◆ **What the task asks**: Print each entry word for word.
[Data extracts — start]
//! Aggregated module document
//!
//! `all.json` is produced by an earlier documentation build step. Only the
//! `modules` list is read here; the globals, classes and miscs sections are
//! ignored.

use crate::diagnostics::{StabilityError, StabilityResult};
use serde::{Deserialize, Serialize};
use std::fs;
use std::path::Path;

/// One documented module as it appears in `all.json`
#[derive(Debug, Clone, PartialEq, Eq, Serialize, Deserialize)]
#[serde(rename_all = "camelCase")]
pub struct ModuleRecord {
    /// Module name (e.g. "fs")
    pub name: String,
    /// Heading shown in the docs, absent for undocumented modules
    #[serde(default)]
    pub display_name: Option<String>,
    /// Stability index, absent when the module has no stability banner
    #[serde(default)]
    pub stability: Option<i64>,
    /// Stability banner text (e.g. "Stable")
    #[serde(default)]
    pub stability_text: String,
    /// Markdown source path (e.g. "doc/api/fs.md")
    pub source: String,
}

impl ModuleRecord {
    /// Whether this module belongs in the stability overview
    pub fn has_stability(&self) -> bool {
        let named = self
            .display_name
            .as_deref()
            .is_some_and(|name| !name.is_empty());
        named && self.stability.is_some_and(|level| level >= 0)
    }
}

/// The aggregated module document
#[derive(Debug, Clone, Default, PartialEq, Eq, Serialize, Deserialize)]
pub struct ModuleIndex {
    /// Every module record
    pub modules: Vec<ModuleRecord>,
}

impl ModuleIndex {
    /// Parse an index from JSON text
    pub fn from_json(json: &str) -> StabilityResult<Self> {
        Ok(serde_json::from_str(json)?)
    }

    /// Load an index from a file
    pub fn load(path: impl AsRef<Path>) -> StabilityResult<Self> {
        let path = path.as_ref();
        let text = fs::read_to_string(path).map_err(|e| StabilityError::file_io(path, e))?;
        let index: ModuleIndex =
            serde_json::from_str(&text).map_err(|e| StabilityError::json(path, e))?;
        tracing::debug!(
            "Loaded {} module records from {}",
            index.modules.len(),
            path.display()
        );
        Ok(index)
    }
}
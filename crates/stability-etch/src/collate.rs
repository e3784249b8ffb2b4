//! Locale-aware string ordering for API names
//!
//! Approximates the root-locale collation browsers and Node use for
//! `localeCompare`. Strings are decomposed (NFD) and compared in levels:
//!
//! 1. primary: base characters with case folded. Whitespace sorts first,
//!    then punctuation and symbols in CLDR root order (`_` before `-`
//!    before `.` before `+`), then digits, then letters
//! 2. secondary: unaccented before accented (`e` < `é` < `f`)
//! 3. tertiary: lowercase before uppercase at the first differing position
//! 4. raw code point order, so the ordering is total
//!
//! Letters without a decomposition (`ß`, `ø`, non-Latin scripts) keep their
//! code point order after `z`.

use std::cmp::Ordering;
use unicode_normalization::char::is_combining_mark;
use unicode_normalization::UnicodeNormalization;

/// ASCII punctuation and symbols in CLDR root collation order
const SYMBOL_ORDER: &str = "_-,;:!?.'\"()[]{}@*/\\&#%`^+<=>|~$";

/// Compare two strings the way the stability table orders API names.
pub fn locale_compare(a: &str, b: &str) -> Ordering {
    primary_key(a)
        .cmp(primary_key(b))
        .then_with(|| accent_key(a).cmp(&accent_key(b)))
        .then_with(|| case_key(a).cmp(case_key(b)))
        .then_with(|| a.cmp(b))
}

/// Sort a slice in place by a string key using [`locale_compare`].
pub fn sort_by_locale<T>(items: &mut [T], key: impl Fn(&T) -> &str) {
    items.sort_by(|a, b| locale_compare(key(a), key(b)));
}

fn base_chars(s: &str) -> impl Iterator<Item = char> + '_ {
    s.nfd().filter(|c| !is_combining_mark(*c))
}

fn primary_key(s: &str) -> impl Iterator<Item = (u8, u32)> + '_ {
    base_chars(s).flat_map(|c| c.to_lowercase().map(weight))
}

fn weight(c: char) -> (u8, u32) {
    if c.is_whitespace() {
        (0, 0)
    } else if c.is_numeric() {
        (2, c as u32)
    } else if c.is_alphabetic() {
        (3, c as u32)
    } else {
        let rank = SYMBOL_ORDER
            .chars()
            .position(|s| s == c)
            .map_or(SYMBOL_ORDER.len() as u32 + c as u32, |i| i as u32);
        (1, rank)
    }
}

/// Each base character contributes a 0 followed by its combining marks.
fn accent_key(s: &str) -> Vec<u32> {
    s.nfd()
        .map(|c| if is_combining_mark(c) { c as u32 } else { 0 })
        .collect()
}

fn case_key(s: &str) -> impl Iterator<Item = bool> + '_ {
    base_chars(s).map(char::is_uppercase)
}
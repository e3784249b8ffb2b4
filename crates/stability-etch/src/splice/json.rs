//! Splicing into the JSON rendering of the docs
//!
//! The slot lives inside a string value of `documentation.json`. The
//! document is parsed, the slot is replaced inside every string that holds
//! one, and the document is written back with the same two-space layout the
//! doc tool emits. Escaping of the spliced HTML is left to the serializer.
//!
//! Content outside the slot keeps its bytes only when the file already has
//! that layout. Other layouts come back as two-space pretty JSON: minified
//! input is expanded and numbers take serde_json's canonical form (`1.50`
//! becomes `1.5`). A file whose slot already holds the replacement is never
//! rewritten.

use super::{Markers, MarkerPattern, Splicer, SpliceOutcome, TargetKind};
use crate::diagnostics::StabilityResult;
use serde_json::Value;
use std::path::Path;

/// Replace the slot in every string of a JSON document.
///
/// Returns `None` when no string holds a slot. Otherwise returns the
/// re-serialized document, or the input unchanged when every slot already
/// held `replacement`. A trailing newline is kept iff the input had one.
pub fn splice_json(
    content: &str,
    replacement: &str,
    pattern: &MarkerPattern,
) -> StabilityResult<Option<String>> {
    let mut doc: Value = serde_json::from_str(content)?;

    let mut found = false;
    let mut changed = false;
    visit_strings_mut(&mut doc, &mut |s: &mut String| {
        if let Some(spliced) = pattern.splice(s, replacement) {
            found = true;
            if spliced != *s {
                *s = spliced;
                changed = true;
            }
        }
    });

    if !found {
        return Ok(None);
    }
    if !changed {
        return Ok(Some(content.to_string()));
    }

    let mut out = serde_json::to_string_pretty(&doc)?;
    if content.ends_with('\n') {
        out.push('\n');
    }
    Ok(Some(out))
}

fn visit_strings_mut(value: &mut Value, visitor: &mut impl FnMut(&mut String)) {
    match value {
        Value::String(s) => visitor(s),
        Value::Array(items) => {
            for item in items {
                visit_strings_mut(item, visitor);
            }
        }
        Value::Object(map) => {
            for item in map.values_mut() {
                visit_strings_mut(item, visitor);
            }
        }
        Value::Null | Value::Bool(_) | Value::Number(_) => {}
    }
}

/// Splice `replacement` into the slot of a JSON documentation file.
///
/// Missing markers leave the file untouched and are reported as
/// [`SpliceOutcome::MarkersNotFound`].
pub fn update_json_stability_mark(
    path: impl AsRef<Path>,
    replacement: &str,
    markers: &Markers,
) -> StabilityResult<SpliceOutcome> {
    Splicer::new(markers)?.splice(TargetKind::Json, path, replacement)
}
[Data extracts — finish]
◆ **Your response**:
//! Aggregated module document
//!
//! `all.json` is produced by an earlier documentation build step. Only the
//! `modules` list is read here; the globals, classes and miscs sections are
//! ignored.

use crate::diagnostics::{StabilityError, StabilityResult};
use serde::{Deserialize, Serialize};
use std::fs;
use std::path::Path;

/// One documented module as it appears in `all.json`
#[derive(Debug, Clone, PartialEq, Eq, Serialize, Deserialize)]
#[serde(rename_all = "camelCase")]
pub struct ModuleRecord {
    /// Module name (e.g. "fs")
    pub name: String,
    /// Heading shown in the docs, absent for undocumented modules
    #[serde(default)]
    pub display_name: Option<String>,
    /// Stability index, absent when the module has no stability banner
    #[serde(default)]
    pub stability: Option<i64>,
    /// Stability banner text (e.g. "Stable")
    #[serde(default)]
    pub stability_text: String,
    /// Markdown source path (e.g. "doc/api/fs.md")
    pub source: String,
}

impl ModuleRecord {
    /// Whether this module belongs in the stability overview
    pub fn has_stability(&self) -> bool {
        let named = self
            .display_name
            .as_deref()
            .is_some_and(|name| !name.is_empty());
        named && self.stability.is_some_and(|level| level >= 0)
    }
}

/// The aggregated module document
#[derive(Debug, Clone, Default, PartialEq, Eq, Serialize, Deserialize)]
pub struct ModuleIndex {
    /// Every module record
    pub modules: Vec<ModuleRecord>,
}

impl ModuleIndex {
    /// Parse an index from JSON text
    pub fn from_json(json: &str) -> StabilityResult<Self> {
        Ok(serde_json::from_str(json)?)
    }

    /// Load an index from a file
    pub fn load(path: impl AsRef<Path>) -> StabilityResult<Self> {
        let path = path.as_ref();
        let text = fs::read_to_string(path).map_err(|e| StabilityError::file_io(path, e))?;
        let index: ModuleIndex =
            serde_json::from_str(&text).map_err(|e| StabilityError::json(path, e))?;
        tracing::debug!(
            "Loaded {} module records from {}",
            index.modules.len(),
            path.display()
        );
        Ok(index)
    }
}
filename crates/stability-etch/src/collate.rs
repository e3784249b8ffb2b4
//! Locale-aware string ordering for API names
//!
//! Approximates the root-locale collation browsers and Node use for
//! `localeCompare`. Strings are decomposed (NFD) and compared in levels:
//!
//! 1. primary: base characters with case folded. Whitespace sorts first,
//!    then punctuation and symbols in CLDR root order (`_` before `-`
//!    before `.` before `+`), then digits, then letters
//! 2. secondary: unaccented before accented (`e` < `é` < `f`)
//! 3. tertiary: lowercase before uppercase at the first differing position
//! 4. raw code point order, so the ordering is total
//!
//! Letters without a decomposition (`ß`, `ø`, non-Latin scripts) keep their
//! code point order after `z`.

use std::cmp::Ordering;
use unicode_normalization::char::is_combining_mark;
use unicode_normalization::UnicodeNormalization;

/// ASCII punctuation and symbols in CLDR root collation order
const SYMBOL_ORDER: &str = "_-,;:!?.'\"()[]{}@*/\\&#%`^+<=>|~$";

/// Compare two strings the way the stability table orders API names.
pub fn locale_compare(a: &str, b: &str) -> Ordering {
    primary_key(a)
        .cmp(primary_key(b))
        .then_with(|| accent_key(a).cmp(&accent_key(b)))
        .then_with(|| case_key(a).cmp(case_key(b)))
        .then_with(|| a.cmp(b))
}

/// Sort a slice in place by a string key using [`locale_compare`].
pub fn sort_by_locale<T>(items: &mut [T], key: impl Fn(&T) -> &str) {
    items.sort_by(|a, b| locale_compare(key(a), key(b)));
}

fn base_chars(s: &str) -> impl Iterator<Item = char> + '_ {
    s.nfd().filter(|c| !is_combining_mark(*c))
}

fn primary_key(s: &str) -> impl Iterator<Item = (u8, u32)> + '_ {
    base_chars(s).flat_map(|c| c.to_lowercase().map(weight))
}

fn weight(c: char) -> (u8, u32) {
    if c.is_whitespace() {
        (0, 0)
    } else if c.is_numeric() {
        (2, c as u32)
    } else if c.is_alphabetic() {
        (3, c as u32)
    } else {
        let rank = SYMBOL_ORDER
            .chars()
            .position(|s| s == c)
            .map_or(SYMBOL_ORDER.len() as u32 + c as u32, |i| i as u32);
        (1, rank)
    }
}

/// Each base character contributes a 0 followed by its combining marks.
fn accent_key(s: &str) -> Vec<u32> {
    s.nfd()
        .map(|c| if is_combining_mark(c) { c as u32 } else { 0 })
        .collect()
}

fn case_key(s: &str) -> impl Iterator<Item = bool> + '_ {
    base_chars(s).map(char::is_uppercase)
}
repository e3784249b8ffb2b4
filename crates/stability-etch/src/splice/json.rs
//! Splicing into the JSON rendering of the docs
//!
//! The slot lives inside a string value of `documentation.json`. The
//! document is parsed, the slot is replaced inside every string that holds
//! one, and the document is written back with the same two-space layout the
//! doc tool emits. Escaping of the spliced HTML is left to the serializer.
//!
//! Content outside the slot keeps its bytes only when the file already has
//! that layout. Other layouts come back as two-space pretty JSON: minified
//! input is expanded and numbers take serde_json's canonical form (`1.50`
//! becomes `1.5`). A file whose slot already holds the replacement is never
//! rewritten.

use super::{Markers, MarkerPattern, Splicer, SpliceOutcome, TargetKind};
use crate::diagnostics::StabilityResult;
use serde_json::Value;
use std::path::Path;

/// Replace the slot in every string of a JSON document.
///
/// Returns `None` when no string holds a slot. Otherwise returns the
/// re-serialized document, or the input unchanged when every slot already
/// held `replacement`. A trailing newline is kept iff the input had one.
pub fn splice_json(
    content: &str,
    replacement: &str,
    pattern: &MarkerPattern,
) -> StabilityResult<Option<String>> {
    let mut doc: Value = serde_json::from_str(content)?;

    let mut found = false;
    let mut changed = false;
    visit_strings_mut(&mut doc, &mut |s: &mut String| {
        if let Some(spliced) = pattern.splice(s, replacement) {
            found = true;
            if spliced != *s {
                *s = spliced;
                changed = true;
            }
        }
    });

    if !found {
        return Ok(None);
    }
    if !changed {
        return Ok(Some(content.to_string()));
    }

    let mut out = serde_json::to_string_pretty(&doc)?;
    if content.ends_with('\n') {
        out.push('\n');
    }
    Ok(Some(out))
}

fn visit_strings_mut(value: &mut Value, visitor: &mut impl FnMut(&mut String)) {
    match value {
        Value::String(s) => visitor(s),
        Value::Array(items) => {
            for item in items {
                visit_strings_mut(item, visitor);
            }
        }
        Value::Object(map) => {
            for item in map.values_mut() {
                visit_strings_mut(item, visitor);
            }
        }
        Value::Null | Value::Bool(_) | Value::Number(_) => {}
    }
}

/// Splice `replacement` into the slot of a JSON documentation file.
///
/// Missing markers leave the file untouched and are reported as
/// [`SpliceOutcome::MarkersNotFound`].
pub fn update_json_stability_mark(
    path: impl AsRef<Path>,
    replacement: &str,
    markers: &Markers,
) -> StabilityResult<SpliceOutcome> {
    Splicer::new(markers)?.splice(TargetKind::Json, path, replacement)
}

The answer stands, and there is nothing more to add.